Audacieux : adjectif et nom définissant quelqu’un qui a de l'audace, de la hardiesse ou de l'insolence. Ex : « Un garçon entreprenant et audacieux. » Bon eh bien voilà qui résume bien Joe Satriani selon la définition que l’on trouve dans le Larousse et pour ce qui relève de « The Elephants Of Mars », dix-huitième et nouvel album de Satch, son surnom. Pour ce disque, notre alien préféré s’est une fois de plus entouré d’une dream team côté musiciens.

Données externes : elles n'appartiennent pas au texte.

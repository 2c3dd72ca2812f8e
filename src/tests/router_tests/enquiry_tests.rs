// src/tests/router_tests/enquiry_tests.rs

use crate::app::App;
use crate::db::enquiries::list_enquiries_for_user;
use crate::domain::enquiry::{Enquiry, EnquiryType};
use crate::tests::utils::{at, body_string, get, location, post, test_app};

fn logged(app: &App) -> Vec<Enquiry> {
    app.db
        .with_conn(|conn| list_enquiries_for_user(conn, app.hotel_id(), &app.config.desk_user))
        .unwrap()
}

#[test]
fn enquiry_lifecycle() {
    let app = test_app("enquiry_crud", at(2025, 12, 10, 9));

    let resp = post(
        &app,
        "/enquiries",
        "enquiry_type=by-phone&booking_date=2025-12-24&notes=Two+adults%2C+sea+view",
    );
    assert_eq!(resp.status(), 303);
    assert!(location(&resp).starts_with("/enquiries?notice="));

    let list = logged(&app);
    assert_eq!(list.len(), 1);
    let id = list[0].id;
    assert_eq!(list[0].enquiry_type, EnquiryType::ByPhone);
    assert_eq!(list[0].user_id.as_deref(), Some("front-desk"));
    assert_eq!(list[0].created_at, at(2025, 12, 10, 9));

    let page = body_string(get(&app, "/enquiries"));
    assert!(page.contains("Two adults, sea view"));
    assert!(page.contains("By phone"));

    let edit = get(&app, &format!("/enquiries/{id}/edit"));
    assert_eq!(edit.status(), 200);
    assert!(body_string(edit).contains("Two adults, sea view"));

    let resp = post(
        &app,
        &format!("/enquiries/{id}"),
        "enquiry_type=walk-in&booking_date=2025-12-26&notes=Came+in+person",
    );
    assert_eq!(resp.status(), 303);
    let list = logged(&app);
    assert_eq!(list[0].enquiry_type, EnquiryType::WalkIn);
    assert_eq!(list[0].notes, "Came in person");

    assert_eq!(post(&app, &format!("/enquiries/{id}/delete"), "").status(), 303);
    assert!(logged(&app).is_empty());
    assert_eq!(post(&app, &format!("/enquiries/{id}/delete"), "").status(), 404);
}

#[test]
fn enquiry_without_a_type_is_rejected() {
    let app = test_app("enquiry_invalid", at(2025, 12, 10, 9));

    let resp = post(&app, "/enquiries", "booking_date=2025-12-24&notes=hello");

    assert_eq!(resp.status(), 400);
    assert!(body_string(resp).contains("Choose walk-in or by phone."));
    assert!(logged(&app).is_empty());
}

#[test]
fn editing_a_missing_enquiry_is_not_found() {
    let app = test_app("enquiry_missing", at(2025, 12, 10, 9));

    assert_eq!(get(&app, "/enquiries/42/edit").status(), 404);
    assert_eq!(
        post(&app, "/enquiries/42", "enquiry_type=walk-in&booking_date=2025-12-24").status(),
        404
    );
}
// src/db/rooms.rs
use crate::config::RosterEntry;
use crate::domain::ledger::RoomPatch;
use crate::domain::Room;
use crate::errors::ServerError;
use chrono::Utc;
use rusqlite::{params, Connection, OptionalExtension};

/// Decodes a stored document, refusing stays that end on or before they start.
fn decode_room(hotel_id: &str, room_id: &str, doc: &str) -> Result<Room, ServerError> {
    let room: Room = serde_json::from_str(doc)?;

    if let Some(b) = &room.booking {
        if b.check_out <= b.check_in {
            tracing::error!(
                hotel_id,
                room_id,
                check_in = %b.check_in,
                check_out = %b.check_out,
                "stored booking has an invalid stay"
            );
            return Err(ServerError::DbError(format!(
                "room {room_id} has a booking whose check-out is not after check-in"
            )));
        }
    }

    Ok(room)
}

/// Every stored room document for the hotel, in room id order.
pub fn load_rooms(conn: &Connection, hotel_id: &str) -> Result<Vec<Room>, ServerError> {
    let mut stmt = conn
        .prepare("select room_id, doc from room_docs where hotel_id = ? order by room_id")
        .map_err(|e| ServerError::DbError(format!("prepare load rooms failed: {e}")))?;

    let docs = stmt
        .query_map(params![hotel_id], |row| {
            Ok((row.get::<_, String>(0)?, row.get::<_, String>(1)?))
        })
        .map_err(|e| ServerError::DbError(format!("load rooms failed: {e}")))?;

    let mut rooms = Vec::new();
    for doc in docs {
        let (room_id, doc) = doc.map_err(|e| ServerError::DbError(e.to_string()))?;
        rooms.push(decode_room(hotel_id, &room_id, &doc)?);
    }
    Ok(rooms)
}

pub fn find_room(conn: &Connection, hotel_id: &str, room_id: &str) -> Result<Option<Room>, ServerError> {
    let doc: Option<String> = conn
        .query_row(
            "select doc from room_docs where hotel_id = ? and room_id = ?",
            params![hotel_id, room_id],
            |row| row.get(0),
        )
        .optional()
        .map_err(|e| ServerError::DbError(format!("find room failed: {e}")))?;

    match doc {
        Some(doc) => Ok(Some(decode_room(hotel_id, room_id, &doc)?)),
        None => Ok(None),
    }
}

/// Merges stored documents onto the fixed roster. Roster order and names win;
/// documents for rooms no longer on the roster are ignored.
pub fn rooms_for_roster(
    conn: &Connection,
    hotel_id: &str,
    roster: &[RosterEntry],
) -> Result<Vec<Room>, ServerError> {
    let mut stored = load_rooms(conn, hotel_id)?;

    Ok(roster
        .iter()
        .map(|entry| {
            let doc = stored
                .iter()
                .position(|r| r.id == entry.id)
                .map(|i| stored.swap_remove(i));

            match doc {
                Some(room) => Room {
                    name: entry.name.clone(),
                    ..room
                },
                None => Room::empty(&entry.id, &entry.name),
            }
        })
        .collect())
}

/// The roster room merged with its stored document, if any.
pub fn room_for_entry(conn: &Connection, hotel_id: &str, entry: &RosterEntry) -> Result<Room, ServerError> {
    Ok(match find_room(conn, hotel_id, &entry.id)? {
        Some(room) => Room {
            name: entry.name.clone(),
            ..room
        },
        None => Room::empty(&entry.id, &entry.name),
    })
}

/// Applies a partial update to a room document, creating it if needed.
/// Concurrent writers are not coordinated: the last write wins.
pub fn update_room(
    conn: &Connection,
    hotel_id: &str,
    entry: &RosterEntry,
    patch: RoomPatch,
) -> Result<Room, ServerError> {
    if patch.room_id != entry.id {
        return Err(ServerError::BadRequest(format!(
            "patch for room {} sent to room {}",
            patch.room_id, entry.id
        )));
    }

    let mut room = room_for_entry(conn, hotel_id, entry)?;
    patch.apply(&mut room);

    let doc = serde_json::to_string(&room)?;
    let now = Utc::now().timestamp();

    conn.execute(
        r#"
        insert into room_docs (hotel_id, room_id, doc, updated_at)
        values (?, ?, ?, ?)
        on conflict (hotel_id, room_id) do update set doc = excluded.doc, updated_at = excluded.updated_at
        "#,
        params![hotel_id, room.id, doc, now],
    )
    .map_err(|e| ServerError::DbError(format!("update room failed: {e}")))?;

    tracing::info!(hotel_id, room_id = %room.id, "room document written");
    Ok(room)
}
use crate::domain::{PaymentStatus, RoomStatus};
use crate::forms::FieldErrors;
use maud::{html, Markup};

pub mod error;
pub mod room_card;

pub use error::error_page;
pub use room_card::room_card;

pub fn status_badge(status: RoomStatus) -> Markup {
    let class = match status {
        RoomStatus::Available => "badge badge-available",
        RoomStatus::Booked => "badge badge-booked",
        RoomStatus::Occupied => "badge badge-occupied",
    };
    html! { span class=(class) { (status.as_str()) } }
}

pub fn payment_badge(status: PaymentStatus) -> Markup {
    let class = match status {
        PaymentStatus::Paid => "badge badge-paid",
        PaymentStatus::Pending => "badge badge-pending",
        PaymentStatus::Failed => "badge badge-failed",
    };
    html! { span class=(class) { (status.as_str()) } }
}

/// Inline message under a form field, if it has one.
pub fn field_error(errors: &FieldErrors, field: &str) -> Markup {
    html! {
        @if let Some(msg) = errors.get(field) {
            p class="field-error" { (msg) }
        }
    }
}
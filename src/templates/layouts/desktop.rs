use maud::{html, Markup, DOCTYPE};

/// Which sidebar entry is highlighted.
#[derive(Debug, Clone, Copy, PartialEq, Eq)]
pub enum Nav {
    Dashboard,
    Enquiries,
    Reports,
    Cancellations,
}

const NAV_ITEMS: [(Nav, &str, &str); 4] = [
    (Nav::Dashboard, "/dashboard", "Dashboard"),
    (Nav::Enquiries, "/enquiries", "Enquiries"),
    (Nav::Reports, "/reports", "Reports"),
    (Nav::Cancellations, "/cancellations", "Cancellations"),
];

pub fn desktop_layout(title: &str, active: Nav, notice: Option<&str>, content: Markup) -> Markup {
    html! {
        (DOCTYPE)
        html {
            head {
                meta charset="utf-8";
                meta name="viewport" content="width=device-width, initial-scale=1.0";
                title { (title) " · Front Desk" }
                link rel="stylesheet" href="/static/main.css";
            }
            body {
                header class="flex items-center justify-between px-6 py-3 shadow" {
                    svg
                        xmlns="http://www.w3.org/2000/svg"
                        width="24"
                        height="24"
                        viewBox="0 0 24 24"
                        fill="none"
                        stroke="#524ed2"
                        stroke-width="2"
                        stroke-linecap="round"
                        stroke-linejoin="round"
                    {
                        path d="M3 21h18" {}
                        path d="M5 21V7l7-4 7 4v14" {}
                        path d="M9 9h1M14 9h1M9 13h1M14 13h1M10 21v-4h4v4" {}
                    }
                    h3 { "Front Desk" }
                    nav {
                        ul {
                            @for (item, href, label) in NAV_ITEMS {
                                li {
                                    a href=(href) class=[(item == active).then_some("active")] { (label) }
                                }
                            }
                        }
                    }
                }
                @if let Some(notice) = notice {
                    div class="toast" role="status" { (notice) }
                }
                (content)
            }
        }
    }
}
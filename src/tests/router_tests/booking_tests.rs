// src/tests/router_tests/booking_tests.rs

use crate::app::App;
use crate::db::cancellations::list_cancellations;
use crate::db::rooms::find_room;
use crate::domain::{PaymentMethod, PaymentStatus, Room};
use crate::tests::utils::{at, body_string, get, location, post, test_app};

const JANE: &str = "guest_name=Jane+Smith&check_in=2025-12-10&check_out=2025-12-12\
                    &payment_method=Credit+Card&total_amount=500&advance_payment=100";

fn stored(app: &App, room_id: &str) -> Room {
    app.db
        .with_conn(|conn| find_room(conn, app.hotel_id(), room_id))
        .unwrap()
        .expect("room document exists")
}

#[test]
fn booking_a_free_room_stores_booking_and_payment() {
    let app = test_app("book_flow", at(2025, 12, 10, 9));

    let resp = post(&app, "/rooms/101/book?date=2025-12-10", JANE);
    assert_eq!(resp.status(), 303);
    let to = location(&resp);
    assert!(to.starts_with("/dashboard?date=2025-12-10&notice="), "{to}");

    let room = stored(&app, "101");
    assert_eq!(room.name, "Room 101");
    let booking = room.booking.unwrap();
    assert_eq!(booking.guest_name, "Jane Smith");
    assert!(!booking.checked_in);

    let payment = room.payment.unwrap();
    assert!(payment.invoice_id.starts_with("INV-"));
    assert_eq!(payment.amount, 50_000);
    assert_eq!(payment.advance_paid, 10_000);
    assert_eq!(payment.pending, 40_000);
    assert_eq!(payment.status, PaymentStatus::Pending);
    assert_eq!(payment.method, PaymentMethod::CreditCard);

    let dashboard = body_string(get(&app, &to));
    assert!(dashboard.contains("Jane Smith"));
    assert!(dashboard.contains("badge badge-booked"));
    assert!(dashboard.contains("Room 101 has been booked for Jane Smith."));
}

#[test]
fn booking_form_for_a_taken_room_goes_to_manage() {
    let app = test_app("book_taken_form", at(2025, 12, 10, 9));
    post(&app, "/rooms/101/book", JANE);

    let resp = get(&app, "/rooms/101/book?date=2025-12-11");

    assert_eq!(resp.status(), 303);
    assert_eq!(location(&resp), "/rooms/101?date=2025-12-11");
}

#[test]
fn booking_a_taken_room_is_a_conflict() {
    let app = test_app("book_conflict", at(2025, 12, 10, 9));
    post(&app, "/rooms/101/book", JANE);

    let resp = post(
        &app,
        "/rooms/101/book",
        "guest_name=Bob&check_in=2025-12-10&check_out=2025-12-11\
         &payment_method=Cash&total_amount=100&advance_payment=0",
    );
    assert_eq!(resp.status(), 409);
    assert!(body_string(resp).contains("role=\"alert\""));

    assert_eq!(stored(&app, "101").booking.unwrap().guest_name, "Jane Smith");
}

#[test]
fn invalid_booking_form_is_rejected_without_writing() {
    let app = test_app("book_invalid", at(2025, 12, 10, 9));

    let resp = post(
        &app,
        "/rooms/102/book",
        "guest_name=Jane&check_in=2025-12-12&check_out=2025-12-10\
         &payment_method=Cash&total_amount=100&advance_payment=0",
    );
    assert_eq!(resp.status(), 400);
    assert!(body_string(resp).contains("Check-out date must be after check-in date."));

    let advance_too_big = post(
        &app,
        "/rooms/102/book",
        "guest_name=Jane&check_in=2025-12-10&check_out=2025-12-12\
         &payment_method=Cash&total_amount=100&advance_payment=150",
    );
    assert_eq!(advance_too_big.status(), 400);

    let room = app
        .db
        .with_conn(|conn| find_room(conn, app.hotel_id(), "102"))
        .unwrap();
    assert!(room.is_none());
}

#[test]
fn repayment_reduces_pending_and_rejects_overpayment() {
    let app = test_app("repay_flow", at(2025, 12, 10, 9));
    post(&app, "/rooms/101/book", JANE);

    let over = post(&app, "/rooms/101/repay?date=2025-12-10", "repayment_amount=500");
    assert_eq!(over.status(), 400);
    assert_eq!(stored(&app, "101").payment.unwrap().pending, 40_000);

    let zero = post(&app, "/rooms/101/repay", "repayment_amount=0");
    assert_eq!(zero.status(), 400);

    let partial = post(&app, "/rooms/101/repay?date=2025-12-10", "repayment_amount=150");
    assert_eq!(partial.status(), 303);
    let payment = stored(&app, "101").payment.unwrap();
    assert_eq!(payment.advance_paid, 25_000);
    assert_eq!(payment.pending, 25_000);
    assert_eq!(payment.status, PaymentStatus::Pending);

    let rest = post(&app, "/rooms/101/repay?date=2025-12-10", "repayment_amount=250");
    assert_eq!(rest.status(), 303);
    let payment = stored(&app, "101").payment.unwrap();
    assert_eq!(payment.pending, 0);
    assert_eq!(payment.status, PaymentStatus::Paid);

    let manage = body_string(get(&app, "/rooms/101?date=2025-12-10"));
    assert!(manage.contains("This booking is fully paid."));
}

#[test]
fn enormous_repayment_is_rejected_without_touching_the_room() {
    let app = test_app("repay_enormous", at(2025, 12, 10, 9));
    post(&app, "/rooms/101/book", JANE);
    let before = stored(&app, "101");

    let resp = post(
        &app,
        "/rooms/101/repay?date=2025-12-10",
        "repayment_amount=92233720368547758.07",
    );
    assert_eq!(resp.status(), 400);

    let after = stored(&app, "101");
    assert_eq!(after, before);
    let payment = after.payment.unwrap();
    assert_eq!(payment.advance_paid, 10_000);
    assert_eq!(payment.pending, 40_000);
    assert_eq!(payment.status, PaymentStatus::Pending);
}

#[test]
fn check_in_makes_the_room_occupied() {
    let app = test_app("check_in_flow", at(2025, 12, 10, 9));
    post(&app, "/rooms/101/book", JANE);

    let manage = body_string(get(&app, "/rooms/101"));
    assert!(manage.contains("/rooms/101/check-in"));

    let resp = post(&app, "/rooms/101/check-in?date=2025-12-10", "");
    assert_eq!(resp.status(), 303);
    assert!(stored(&app, "101").booking.unwrap().checked_in);

    let dashboard = body_string(get(&app, "/dashboard?date=2025-12-10"));
    assert!(dashboard.contains("badge badge-occupied"));

    // a second check-in is refused
    assert_eq!(post(&app, "/rooms/101/check-in", "").status(), 400);
}

#[test]
fn check_in_before_arrival_is_refused() {
    let app = test_app("check_in_early", at(2025, 12, 10, 9));
    post(
        &app,
        "/rooms/104/book",
        "guest_name=Early+Bird&check_in=2025-12-20&check_out=2025-12-22\
         &payment_method=Bank+Transfer&total_amount=200&advance_payment=200",
    );

    let resp = post(&app, "/rooms/104/check-in", "");

    assert_eq!(resp.status(), 400);
    assert!(!stored(&app, "104").booking.unwrap().checked_in);
}

#[test]
fn cancel_logs_a_snapshot_and_frees_the_room() {
    let app = test_app("cancel_flow", at(2025, 12, 10, 9));
    post(&app, "/rooms/101/book", JANE);

    let resp = post(&app, "/rooms/101/cancel?date=2025-12-10", "");
    assert_eq!(resp.status(), 303);

    let room = stored(&app, "101");
    assert!(room.booking.is_none());
    assert!(room.payment.is_none());

    let log = app
        .db
        .with_conn(|conn| list_cancellations(conn, app.hotel_id()))
        .unwrap();
    assert_eq!(log.len(), 1);
    assert_eq!(log[0].room_id, "101");
    assert_eq!(log[0].booking.guest_name, "Jane Smith");
    assert_eq!(log[0].payment.as_ref().unwrap().advance_paid, 10_000);
    assert_eq!(log[0].cancelled_at, at(2025, 12, 10, 9));

    let page = body_string(get(&app, "/cancellations"));
    assert!(page.contains("Jane Smith"));

    // nothing left to cancel
    assert_eq!(post(&app, "/rooms/101/cancel", "").status(), 400);

    // and the room can be booked again
    assert_eq!(post(&app, "/rooms/101/book", JANE).status(), 303);
}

Hormis le batteur Kenny Aronoff qui jouait déjà sur « Shapeshifting » en 2020 et que Joe connait bien pour avoir joué en sa compagnie lors de la deuxième tournée de CHICKENFOOT, on retrouve un de ses vieux complices en la personne d’Eric Caudieux. Les fans du guitariste connaissent bien ce nom par le fait qu’on ait déjà eu l’occasion d’entendre le français depuis près de vingt-cinq ans sur plusieurs albums de M. Satriani. Et pour cette nouvelle livraison, le duo s’est fendu de morceaux du moins inattendus, sinon novateurs et se sont permis de sacrés... audaces. Secondé aux claviers par Ray Thisthlewhayte, les orchestrations se veulent imposantes, décomplexées et décuplent le propos du six-cordiste. A la basse, Joe a toujours su s’entourer de musiciens exubérants musicalement parlant voire techniquement supérieurs à la norme avec, par le passé, Stu Hamm ou Matt Bissonette par exemple. Cette fois, c’est à Bryan Beller de sonner de façon monstrueuse (déjà à l’œuvre sur « Shockwave Supernova »), secondée qu’il est par le pachydermique Aronoff. En résulte quatorze chansons qui font de « The Elephants Of Mars » l’un des meilleurs albums de toute la carrière de Joe Satriani, rien que ça.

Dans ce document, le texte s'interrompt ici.